What about death? Is death the end of things for us? No – we are to look at death as one that sows bare grain. We may face death in the trajectory of our lives, and honestly it is a dishonor. Death does not dignify us – it dishonors us. It may be that we will be sown in dishonor, but v. 43 says we will be raised in power. We may be planted into the ground as the remnants of a natural body, but we will be raised with a spiritual body – this corruption will put on, Paul says incorruption.

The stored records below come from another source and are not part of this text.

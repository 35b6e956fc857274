//! Serialized connection and keyframe schema.
//!
//! Connections and sequence spans are stored by stable string names rather
//! than enum indices so preset files survive reordering of the enums.
//! Unknown names fail with a typed error; numeric fields are clamped into
//! range on the way in.

use graviton_core::ParamKey;
use graviton_engine::{Connection, CurveShape, Keyframe, SourceKind};
use serde::{Deserialize, Serialize};

use crate::error::PresetError;

/// One modulation connection as stored in a preset file.
#[derive(Debug, Clone, Serialize, Deserialize, PartialEq)]
pub struct ConnectionRecord {
    /// Source generator name (e.g. `"chaosAttractor"`).
    pub source: String,

    /// Destination parameter key (e.g. `"bloom"`).
    pub destination: String,

    /// Axis within the source.
    #[serde(default)]
    pub source_axis: usize,

    /// Bipolar depth.
    pub depth: f32,

    /// Per-connection smoothing time in milliseconds.
    #[serde(default = "default_smoothing_ms")]
    pub smoothing_ms: f32,

    /// Curve shape name (e.g. `"linear"`).
    #[serde(default = "default_curve")]
    pub curve: String,

    /// Whether the connection is active.
    #[serde(default = "default_enabled")]
    pub enabled: bool,
}

fn default_smoothing_ms() -> f32 {
    50.0
}

fn default_curve() -> String {
    CurveShape::Linear.as_str().to_string()
}

fn default_enabled() -> bool {
    true
}

impl ConnectionRecord {
    /// Record for an engine connection.
    pub fn from_connection(connection: &Connection) -> Self {
        Self {
            source: connection.source.as_str().to_string(),
            destination: connection.destination.as_str().to_string(),
            source_axis: connection.source_axis,
            depth: connection.depth,
            smoothing_ms: connection.smoothing_ms,
            curve: connection.curve.as_str().to_string(),
            enabled: connection.enabled,
        }
    }

    /// Convert to an engine connection, failing on unknown names. Depth,
    /// smoothing, and axis are clamped into their valid ranges.
    pub fn to_connection(&self) -> Result<Connection, PresetError> {
        let source = SourceKind::from_str_name(&self.source)
            .ok_or_else(|| PresetError::UnknownSource(self.source.clone()))?;
        let destination = ParamKey::from_str_key(&self.destination)
            .ok_or_else(|| PresetError::UnknownDestination(self.destination.clone()))?;
        let curve = CurveShape::from_str_name(&self.curve)
            .ok_or_else(|| PresetError::UnknownCurve(self.curve.clone()))?;
        Ok(Connection {
            source,
            source_axis: self.source_axis,
            destination,
            depth: self.depth,
            smoothing_ms: self.smoothing_ms,
            curve,
            enabled: self.enabled,
        }
        .clamped())
    }
}

/// One sequence automation span as stored in a preset file.
#[derive(Debug, Clone, Serialize, Deserialize, PartialEq)]
pub struct KeyframeRecord {
    /// Parameter key the span drives (e.g. `"drift"`).
    pub param: String,

    /// Span start in seconds.
    pub start: f64,

    /// Span end in seconds.
    pub end: f64,

    /// Value at `start`.
    pub from: f32,

    /// Value at `end`.
    pub to: f32,

    /// Interpolation shape name (e.g. `"linear"`).
    #[serde(default = "default_curve")]
    pub curve: String,
}

impl KeyframeRecord {
    /// Record for an engine keyframe.
    pub fn from_keyframe(keyframe: &Keyframe) -> Self {
        Self {
            param: keyframe.param.as_str().to_string(),
            start: keyframe.start,
            end: keyframe.end,
            from: keyframe.from,
            to: keyframe.to,
            curve: keyframe.curve.as_str().to_string(),
        }
    }

    /// Convert to an engine keyframe, failing on unknown names. Values are
    /// clamped by the scheduler at evaluation time.
    pub fn to_keyframe(&self) -> Result<Keyframe, PresetError> {
        let param = ParamKey::from_str_key(&self.param)
            .ok_or_else(|| PresetError::UnknownDestination(self.param.clone()))?;
        let curve = CurveShape::from_str_name(&self.curve)
            .ok_or_else(|| PresetError::UnknownCurve(self.curve.clone()))?;
        Ok(Keyframe {
            param,
            start: self.start,
            end: self.end,
            from: self.from,
            to: self.to,
            curve,
        })
    }
}

#[cfg(test)]
mod tests {
    use super::*;

    #[test]
    fn round_trips_every_field() {
        let mut original = Connection::new(SourceKind::BrownianMotion, 1, ParamKey::Swirl, -0.35);
        original.smoothing_ms = 120.0;
        original.curve = CurveShape::SCurve;
        original.enabled = false;

        let record = ConnectionRecord::from_connection(&original);
        let back = record.to_connection().unwrap();
        assert_eq!(back, original);
    }

    #[test]
    fn unknown_names_are_typed_errors() {
        let mut record = ConnectionRecord::from_connection(&Connection::new(
            SourceKind::ChaosAttractor,
            0,
            ParamKey::Time,
            0.5,
        ));
        record.source = "warbleizer".to_string();
        assert!(matches!(
            record.to_connection(),
            Err(PresetError::UnknownSource(_))
        ));

        record.source = SourceKind::ChaosAttractor.as_str().to_string();
        record.destination = "loudness".to_string();
        assert!(matches!(
            record.to_connection(),
            Err(PresetError::UnknownDestination(_))
        ));

        record.destination = ParamKey::Time.as_str().to_string();
        record.curve = "wiggle".to_string();
        assert!(matches!(
            record.to_connection(),
            Err(PresetError::UnknownCurve(_))
        ));
    }

    #[test]
    fn out_of_range_fields_clamp_on_load() {
        let record = ConnectionRecord {
            source: "audioFollower".to_string(),
            destination: "bloom".to_string(),
            source_axis: 7,
            depth: 3.0,
            smoothing_ms: -10.0,
            curve: "linear".to_string(),
            enabled: true,
        };
        let connection = record.to_connection().unwrap();
        assert_eq!(connection.depth, 1.0);
        assert_eq!(connection.smoothing_ms, 0.0);
        assert!(connection.source_axis < SourceKind::AudioFollower.axis_count());
    }

    #[test]
    fn missing_optional_fields_take_defaults() {
        let record: ConnectionRecord = toml::from_str(
            r#"
            source = "envelopeTracker"
            destination = "drift"
            depth = 0.4
            "#,
        )
        .unwrap();
        assert_eq!(record.smoothing_ms, 50.0);
        assert_eq!(record.curve, "linear");
        assert!(record.enabled);
        assert_eq!(record.source_axis, 0);
        record.to_connection().unwrap();
    }

    #[test]
    fn keyframe_round_trips_every_field() {
        let original = Keyframe {
            param: ParamKey::Swirl,
            start: 1.5,
            end: 4.0,
            from: 0.1,
            to: 0.8,
            curve: CurveShape::SCurve,
        };
        let record = KeyframeRecord::from_keyframe(&original);
        assert_eq!(record.curve, "sCurve");
        assert_eq!(record.to_keyframe().unwrap(), original);
    }

    #[test]
    fn keyframe_curve_defaults_to_linear() {
        let record: KeyframeRecord = toml::from_str(
            r#"
            param = "bloom"
            start = 0.0
            end = 2.0
            from = 0.2
            to = 0.9
            "#,
        )
        .unwrap();
        let keyframe = record.to_keyframe().unwrap();
        assert_eq!(keyframe.curve, CurveShape::Linear);
    }

    #[test]
    fn keyframe_unknown_names_are_typed_errors() {
        let mut record = KeyframeRecord {
            param: "loudness".to_string(),
            start: 0.0,
            end: 1.0,
            from: 0.0,
            to: 1.0,
            curve: "linear".to_string(),
        };
        assert!(matches!(
            record.to_keyframe(),
            Err(PresetError::UnknownDestination(_))
        ));

        record.param = "bloom".to_string();
        record.curve = "wiggle".to_string();
        assert!(matches!(
            record.to_keyframe(),
            Err(PresetError::UnknownCurve(_))
        ));
    }
}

In v. 45 Paul states that the first Adam was made a living soul, but Jesus as the last Adam was made a quickening or life-giving spirit. The principle is (v. 46) first the natural and then the spiritual. It is our inheritance as believers not only to bear the marred image of Adam but the image of the heavenly, even of Jesus himself. This is not something we can inherit as mere flesh and blood. There will come a change. In a moment (v. 52) in the twinkling of an eye, at what Paul calls the last trumpet we shall all be changed. If Paul preached this in our pulpits today people would be bored and uninterested because they have been taught to scorn the idea of the second coming. This verse plainly points to a moment in time when God will instantaneously bring something about that will conclude human existence as we know it and commence the dispensation of heaven over all creation. This is when death will be swallowed up in victory. This is when the sting of death and the strength of sin will be broken, and the testimony of Christ in us will then shine with full intensity. How does this come about? By our own goodness or righteousness? No, only by an act of God (v. 57) thanks be today who gives us the victory not through our own efforts or righteousness by Jesus Christ our Lord.